MATERIAL FOR THIS TASK -
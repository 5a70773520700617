//! Resolution thresholds.

/// Error returned when thresholds are inconsistent.
#[derive(Debug, Clone, PartialEq, thiserror::Error)]
#[error("invalid resolver config: {reason}")]
pub struct InvalidResolverConfig {
    reason: &'static str,
}

/// Confidence bands and suggestion cap for station resolution.
///
/// Lower bounds are inclusive, so a score exactly on a threshold falls into
/// the higher-confidence band.
#[derive(Debug, Clone, PartialEq)]
pub struct ResolverConfig {
    /// Scores at or above this resolve without asking.
    pub auto_accept: f64,

    /// Scores at or above this (and below `auto_accept`) ask the user to
    /// confirm the top candidate.
    pub confirm: f64,

    /// Maximum number of suggestions shown.
    pub max_suggestions: usize,
}

impl ResolverConfig {
    /// Create a config, checking that `0 <= confirm <= auto_accept <= 1`.
    pub fn new(
        auto_accept: f64,
        confirm: f64,
        max_suggestions: usize,
    ) -> Result<Self, InvalidResolverConfig> {
        if !(0.0..=1.0).contains(&auto_accept) || !(0.0..=1.0).contains(&confirm) {
            return Err(InvalidResolverConfig {
                reason: "thresholds must lie in [0, 1]",
            });
        }
        if confirm > auto_accept {
            return Err(InvalidResolverConfig {
                reason: "confirm threshold must not exceed auto-accept threshold",
            });
        }
        if max_suggestions == 0 {
            return Err(InvalidResolverConfig {
                reason: "at least one suggestion must be shown",
            });
        }

        Ok(Self {
            auto_accept,
            confirm,
            max_suggestions,
        })
    }
}

impl Default for ResolverConfig {
    fn default() -> Self {
        Self {
            auto_accept: 0.9,
            confirm: 0.7,
            max_suggestions: 5,
        }
    }
}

TASK TO CARRY OUT -
Could you restate the listing above word for word, leaving nothing out?

REPLY -
repository 5a70773520700617
//! Resolution thresholds.

/// Error returned when thresholds are inconsistent.
#[derive(Debug, Clone, PartialEq, thiserror::Error)]
#[error("invalid resolver config: {reason}")]
pub struct InvalidResolverConfig {
    reason: &'static str,
}

/// Confidence bands and suggestion cap for station resolution.
///
/// Lower bounds are inclusive, so a score exactly on a threshold falls into
/// the higher-confidence band.
#[derive(Debug, Clone, PartialEq)]
pub struct ResolverConfig {
    /// Scores at or above this resolve without asking.
    pub auto_accept: f64,

    /// Scores at or above this (and below `auto_accept`) ask the user to
    /// confirm the top candidate.
    pub confirm: f64,

    /// Maximum number of suggestions shown.
    pub max_suggestions: usize,
}

impl ResolverConfig {
    /// Create a config, checking that `0 <= confirm <= auto_accept <= 1`.
    pub fn new(
        auto_accept: f64,
        confirm: f64,
        max_suggestions: usize,
    ) -> Result<Self, InvalidResolverConfig> {
        if !(0.0..=1.0).contains(&auto_accept) || !(0.0..=1.0).contains(&confirm) {
            return Err(InvalidResolverConfig {
                reason: "thresholds must lie in [0, 1]",
            });
        }
        if confirm > auto_accept {
            return Err(InvalidResolverConfig {
                reason: "confirm threshold must not exceed auto-accept threshold",
            });
        }
        if max_suggestions == 0 {
            return Err(InvalidResolverConfig {
                reason: "at least one suggestion must be shown",
            });
        }

        Ok(Self {
            auto_accept,
            confirm,
            max_suggestions,
        })
    }
}

impl Default for ResolverConfig {
    fn default() -> Self {
        Self {
            auto_accept: 0.9,
            confirm: 0.7,
            max_suggestions: 5,
        }
    }
}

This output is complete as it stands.